Internuclear ophthalmoplegia (INO) is a distinct ocular motility disorder localizing to the medial longitudinal fasciculus (MLF). Because the MLF is a microscopic, highly myelinated tract, small inflammatory lesions can cause significant functional conduction blocks that fall below the resolution threshold of typical 1.5T or 3T MRI. This leads to clinical radiographic dissociation, resulting in a significant diagnostic challenge when pathognomonic physical findings are present despite negative neuroimaging. A 16-year-old female presented with acute binocular diplopia and bilateral INO. Physical examination revealed pathognomonic bilateral failure of adduction, dissociated nystagmus, and impaired convergence. While the brain MRI demonstrated periventricular white matter hyperintensities, it failed to reveal a distinct lesion within the MLF. Despite the lack of definitive radiological localization in the brainstem, the clinical findings were conclusive for a demyelinating process.
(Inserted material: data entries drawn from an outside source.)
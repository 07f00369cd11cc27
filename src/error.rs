//! Error type surfaced by every fallible public entry point.
//!
//! Nothing inside the real-time audio callback (see [`crate::context::Context::process`])
//! ever returns one of these: faults discovered while mixing are logged and the offending
//! source is silenced instead, per the library's error handling design.

use std::fmt;

/// All errors the public API can return.
#[derive(Debug)]
pub enum SoundError {
    /// A [`crate::sample::Sample`] or [`crate::stream::Stream`] declared a PCM layout this
    /// library does not support (channel count, bit width, or a zero sample rate).
    InvalidFormat(String),
    /// Preallocation of scratch buffers failed at `Source` or `Context` construction.
    AllocationFailed(String),
    /// A named sample was looked up in a `Context`'s registry and was not there.
    NotFound(String),
    /// Propagated from the host audio layer at initialization. The core never produces
    /// this itself; it exists so host integrations have a variant to wrap their own error
    /// into when bubbling it through code that returns `SoundError`.
    HostAudioFailed(String),
    /// The audio lock was found poisoned, i.e. a prior holder panicked while holding it.
    /// There is no recovery path: a poisoned real-time audio lock means a thread panicked
    /// mid-mix or mid-mutation, and the mixer state cannot be trusted afterwards.
    LockPoisoned,
    /// I/O failure while loading a compiled asset (currently only HRTF resampling data).
    Io(std::io::Error),
}

impl fmt::Display for SoundError {
    fn fmt(&self, f: &mut fmt::Formatter<'_>) -> fmt::Result {
        match self {
            SoundError::InvalidFormat(msg) => write!(f, "invalid PCM format: {msg}"),
            SoundError::AllocationFailed(msg) => write!(f, "allocation failed: {msg}"),
            SoundError::NotFound(msg) => write!(f, "not found: {msg}"),
            SoundError::HostAudioFailed(msg) => write!(f, "host audio layer failed: {msg}"),
            SoundError::LockPoisoned => write!(f, "audio lock is poisoned"),
            SoundError::Io(err) => write!(f, "io error: {err}"),
        }
    }
}

impl std::error::Error for SoundError {
    fn source(&self) -> Option<&(dyn std::error::Error + 'static)> {
        match self {
            SoundError::Io(err) => Some(err),
            _ => None,
        }
    }
}

impl From<std::io::Error> for SoundError {
    fn from(err: std::io::Error) -> Self {
        SoundError::Io(err)
    }
}

impl<T> From<std::sync::PoisonError<T>> for SoundError {
    fn from(_: std::sync::PoisonError<T>) -> Self {
        SoundError::LockPoisoned
    }
}

/// Convenience alias used throughout the crate's public signatures.
pub type SoundResult<T> = Result<T, SoundError>;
The patient was treated empirically with high-dose intravenous methylprednisolone to facilitate blood-brain barrier stabilization and address suspected inflammatory demyelination. This case underscores the diagnostic hierarchy in neurology, where pathognomonic physical findings must supersede nonspecific imaging in highly localizing brainstem disorders. Early recognition is vital, especially in pediatric populations where bilateral INO serves as a "red flag" for multiple sclerosis or other central demyelinating events.